Data provided below:
//! Log sink behind the `tracing` subscriber.
//!
//! Records are formatted by `tracing-subscriber` and handed to a [`LogSink`].
//! In synchronous mode the sink writes each record under a mutex; in
//! asynchronous mode it queues records for a writer thread and falls back to a
//! direct write when the queue refuses one.

use std::fs::OpenOptions;
use std::io::{self, Write};
use std::path::Path;
use std::sync::Arc;
use std::sync::atomic::{AtomicUsize, Ordering};
use std::thread;

use parking_lot::Mutex;
use tracing_subscriber::fmt::MakeWriter;

use crate::config::{ASYNC_LOG_QUEUE, LogMode};
use crate::error::{Error, Result};
use crate::work_queue::{Rejected, WorkQueue};

type Destination = Arc<Mutex<Box<dyn Write + Send>>>;

struct Inner {
    dest: Destination,
    queue: Option<Arc<WorkQueue<Vec<u8>>>>,
    /// Records queued but not yet written.
    pending: Arc<AtomicUsize>,
}

impl Drop for Inner {
    fn drop(&mut self) {
        if let Some(queue) = &self.queue {
            queue.close();
        }
    }
}

#[derive(Clone)]
pub struct LogSink {
    inner: Arc<Inner>,
}

impl LogSink {
    pub fn new(mode: LogMode, dest: Box<dyn Write + Send>) -> Result<Self> {
        let dest: Destination = Arc::new(Mutex::new(dest));
        let pending = Arc::new(AtomicUsize::new(0));
        let queue = match mode {
            LogMode::Sync => None,
            LogMode::Async => {
                let queue = Arc::new(WorkQueue::<Vec<u8>>::new(ASYNC_LOG_QUEUE));
                let (q, d, p) = (Arc::clone(&queue), Arc::clone(&dest), Arc::clone(&pending));
                thread::Builder::new()
                    .name("log-writer".into())
                    .spawn(move || {
                        while let Some(record) = q.pop() {
                            let _ = d.lock().write_all(&record);
                            p.fetch_sub(1, Ordering::Release);
                        }
                    })?;
                Some(queue)
            }
        };
        Ok(Self {
            inner: Arc::new(Inner {
                dest,
                queue,
                pending,
            }),
        })
    }

    pub fn stderr(mode: LogMode) -> Result<Self> {
        Self::new(mode, Box::new(io::stderr()))
    }

    /// Append to `path`, creating it if needed.
    pub fn file(path: &Path, mode: LogMode) -> Result<Self> {
        let file = OpenOptions::new().create(true).append(true).open(path)?;
        Self::new(mode, Box::new(file))
    }

    /// Fire-and-forget write of one formatted record.
    pub fn write_record(&self, record: Vec<u8>) {
        if record.is_empty() {
            return;
        }
        if let Some(queue) = &self.inner.queue {
            self.inner.pending.fetch_add(1, Ordering::AcqRel);
            match queue.push(record) {
                Ok(()) => return,
                Err(Rejected(record)) => {
                    self.inner.pending.fetch_sub(1, Ordering::AcqRel);
                    let _ = self.inner.dest.lock().write_all(&record);
                    return;
                }
            }
        }
        let _ = self.inner.dest.lock().write_all(&record);
    }

    /// Wait for queued records to be written, then flush the destination.
    pub fn flush(&self) {
        while self.inner.pending.load(Ordering::Acquire) > 0 {
            thread::yield_now();
        }
        let _ = self.inner.dest.lock().flush();
    }
}

/// Buffers one formatted event and hands it to the sink when dropped.
pub struct SinkWriter {
    sink: LogSink,
    buf: Vec<u8>,
}

impl Write for SinkWriter {
    fn write(&mut self, buf: &[u8]) -> io::Result<usize> {
        self.buf.extend_from_slice(buf);
        Ok(buf.len())
    }

    fn flush(&mut self) -> io::Result<()> {
        Ok(())
    }
}

impl Drop for SinkWriter {
    fn drop(&mut self) {
        self.sink.write_record(std::mem::take(&mut self.buf));
    }
}

impl<'a> MakeWriter<'a> for LogSink {
    type Writer = SinkWriter;

    fn make_writer(&'a self) -> Self::Writer {
        SinkWriter {
            sink: self.clone(),
            buf: Vec::with_capacity(256),
        }
    }
}

/// Install the global subscriber writing through `sink`.
pub fn init(sink: LogSink) -> Result<()> {
    tracing_subscriber::fmt()
        .with_target(false)
        .with_level(true)
        .with_ansi(false)
        .with_thread_names(true)
        .with_max_level(tracing::Level::INFO)
        .with_writer(sink)
        .try_init()
        .map_err(|e| Error::Config(format!("logging: {e}")))
}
End of Data provided.
Assigned task:
Each line of the data is to be retyped exactly as shown.

Expected answer:
//! Log sink behind the `tracing` subscriber.
//!
//! Records are formatted by `tracing-subscriber` and handed to a [`LogSink`].
//! In synchronous mode the sink writes each record under a mutex; in
//! asynchronous mode it queues records for a writer thread and falls back to a
//! direct write when the queue refuses one.

use std::fs::OpenOptions;
use std::io::{self, Write};
use std::path::Path;
use std::sync::Arc;
use std::sync::atomic::{AtomicUsize, Ordering};
use std::thread;

use parking_lot::Mutex;
use tracing_subscriber::fmt::MakeWriter;

use crate::config::{ASYNC_LOG_QUEUE, LogMode};
use crate::error::{Error, Result};
use crate::work_queue::{Rejected, WorkQueue};

type Destination = Arc<Mutex<Box<dyn Write + Send>>>;

struct Inner {
    dest: Destination,
    queue: Option<Arc<WorkQueue<Vec<u8>>>>,
    /// Records queued but not yet written.
    pending: Arc<AtomicUsize>,
}

impl Drop for Inner {
    fn drop(&mut self) {
        if let Some(queue) = &self.queue {
            queue.close();
        }
    }
}

#[derive(Clone)]
pub struct LogSink {
    inner: Arc<Inner>,
}

impl LogSink {
    pub fn new(mode: LogMode, dest: Box<dyn Write + Send>) -> Result<Self> {
        let dest: Destination = Arc::new(Mutex::new(dest));
        let pending = Arc::new(AtomicUsize::new(0));
        let queue = match mode {
            LogMode::Sync => None,
            LogMode::Async => {
                let queue = Arc::new(WorkQueue::<Vec<u8>>::new(ASYNC_LOG_QUEUE));
                let (q, d, p) = (Arc::clone(&queue), Arc::clone(&dest), Arc::clone(&pending));
                thread::Builder::new()
                    .name("log-writer".into())
                    .spawn(move || {
                        while let Some(record) = q.pop() {
                            let _ = d.lock().write_all(&record);
                            p.fetch_sub(1, Ordering::Release);
                        }
                    })?;
                Some(queue)
            }
        };
        Ok(Self {
            inner: Arc::new(Inner {
                dest,
                queue,
                pending,
            }),
        })
    }

    pub fn stderr(mode: LogMode) -> Result<Self> {
        Self::new(mode, Box::new(io::stderr()))
    }

    /// Append to `path`, creating it if needed.
    pub fn file(path: &Path, mode: LogMode) -> Result<Self> {
        let file = OpenOptions::new().create(true).append(true).open(path)?;
        Self::new(mode, Box::new(file))
    }

    /// Fire-and-forget write of one formatted record.
    pub fn write_record(&self, record: Vec<u8>) {
        if record.is_empty() {
            return;
        }
        if let Some(queue) = &self.inner.queue {
            self.inner.pending.fetch_add(1, Ordering::AcqRel);
            match queue.push(record) {
                Ok(()) => return,
                Err(Rejected(record)) => {
                    self.inner.pending.fetch_sub(1, Ordering::AcqRel);
                    let _ = self.inner.dest.lock().write_all(&record);
                    return;
                }
            }
        }
        let _ = self.inner.dest.lock().write_all(&record);
    }

    /// Wait for queued records to be written, then flush the destination.
    pub fn flush(&self) {
        while self.inner.pending.load(Ordering::Acquire) > 0 {
            thread::yield_now();
        }
        let _ = self.inner.dest.lock().flush();
    }
}

/// Buffers one formatted event and hands it to the sink when dropped.
pub struct SinkWriter {
    sink: LogSink,
    buf: Vec<u8>,
}

impl Write for SinkWriter {
    fn write(&mut self, buf: &[u8]) -> io::Result<usize> {
        self.buf.extend_from_slice(buf);
        Ok(buf.len())
    }

    fn flush(&mut self) -> io::Result<()> {
        Ok(())
    }
}

impl Drop for SinkWriter {
    fn drop(&mut self) {
        self.sink.write_record(std::mem::take(&mut self.buf));
    }
}

impl<'a> MakeWriter<'a> for LogSink {
    type Writer = SinkWriter;

    fn make_writer(&'a self) -> Self::Writer {
        SinkWriter {
            sink: self.clone(),
            buf: Vec::with_capacity(256),
        }
    }
}

/// Install the global subscriber writing through `sink`.
pub fn init(sink: LogSink) -> Result<()> {
    tracing_subscriber::fmt()
        .with_target(false)
        .with_level(true)
        .with_ansi(false)
        .with_thread_names(true)
        .with_max_level(tracing::Level::INFO)
        .with_writer(sink)
        .try_init()
        .map_err(|e| Error::Config(format!("logging: {e}")))
}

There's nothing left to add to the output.